Penza Vissarion Belinsky Airport (also referred to as Ternovka Airport or Penza South Airport) is a small airport in Penza Oblast, Russia, located 10 km south of Penza. It is a civilian airport with modest apron space.

==History==
Air transportation in the Penza region began in 1936. In 1939, a Civil Air Fleet airport was opened next to the village Ternovka, which accepted transit flights. The passenger terminal was built in 1963, first reconstructed partially in the 1970s and 80s, then completely in 2003. An artificial runway was built in the early 1970s. In the 1980s, during the summer vacation season, the airport received and sent more than 60 flights per day and was connected by flights to dozens of airports in the USSR, to most of the capitals of the Union republics. In the crisis 1990s, the geography of flights from Penza began to decline sharply, and by the fall of 1998 regular flights had ceased. From 1999 to 2003, the airport worked only in the summer months: regular transit flights were served from Saransk to St. Petersburg, Sochi and, in some years, to Mineralnye Vody.

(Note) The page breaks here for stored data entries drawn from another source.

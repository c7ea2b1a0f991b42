//! Ed25519 signatures (RFC 8032)
//!
//! This crate implements the pure Ed25519 signature scheme over the twisted
//! Edwards curve `−x² + y² = 1 + d·x²·y²` with `p = 2²⁵⁵ − 19`, together with
//! the arithmetic it is built on.
//!
//! The focus is on **explicit semantics and inspectable internals**: every
//! layer, from field limbs to the signing state machine, is a public type
//! that can be exercised on its own.
//!
//! # Module overview
//!
//! - `math`
//!   The arithmetic core.
//!
//!   - `field`: the [`FieldElement`](math::FieldElement) capability, the
//!     ten-limb [`Fe25519`](math::Fe25519) backend and a big-integer
//!     reference backend used for cross-checking.
//!   - `group`: curve points in five coordinate systems (P2, P3, P1P1,
//!     Precomp, Cached) with the conversions and mixed additions between
//!     them, plus point encoding and decoding.
//!   - `fixed`: a point bundled with its precomputed tables, providing the
//!     constant-time fixed-base multiplication and the variable-time double
//!     scalar multiplication used by verification.
//!   - `scalar`: reduction of 512-bit values mod ℓ and `(a·b + c) mod ℓ`.
//!
//! - `params`
//!   Parameter sets binding a curve, a hash algorithm, the scalar backend
//!   and the base point, plus a case-insensitive table of named sets.
//!
//! - `keys`
//!   Private keys (seed, clamped seed hash, secret scalar), public keys
//!   (encoding, point and its negation), signatures and key generation.
//!
//! - `engine`
//!   The streaming sign/verify state machine, with an optional one-shot
//!   mode that borrows the message instead of buffering it.
//!
//! # Example
//!
//! ```
//! use eddsa::{Engine, PrivateKey, params};
//!
//! # fn main() -> Result<(), eddsa::Error> {
//! let params = params::ed25519()?;
//! let key = PrivateKey::from_seed(&[7u8; 32], params)?;
//!
//! let mut engine = Engine::new();
//! engine.init_sign(&key)?;
//! engine.update(b"hello")?;
//! let signature = engine.sign()?;
//!
//! let mut engine = Engine::new();
//! engine.init_verify(key.public_key())?;
//! assert!(engine.verify_one_shot(b"hello", signature.as_bytes())?);
//! # Ok(())
//! # }
//! ```
//!
//! # Security notes
//!
//! Signing uses constant-time table selection and conditional moves.
//! Verification is variable time, as it only handles public data. Secret
//! key material is wiped on drop.
//!
//! Pre-hashed (Ed25519ph) and contextual (Ed25519ctx) variants are not
//! provided.

pub mod engine;
pub mod error;
pub mod keys;
pub mod math;
pub mod params;

pub use engine::{Engine, Mode};
pub use error::Error;
pub use keys::{KeyPairGenerator, PrivateKey, PublicKey, Signature};
pub use params::{HashAlgorithm, NamedCurveTable, ParameterSpec};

In autumn 2003, the airport received a second wind: the passenger terminal was completely renovated, and regular flights to Moscow on the Yak-40 were resumed on Mondays, Wednesdays, and Fridays from mid-October. Since 2004, the frequency of flights has increased to 5 times a week: from Monday to Friday. In the summer, transit flights to Sochi and St. Petersburg continued to open every year.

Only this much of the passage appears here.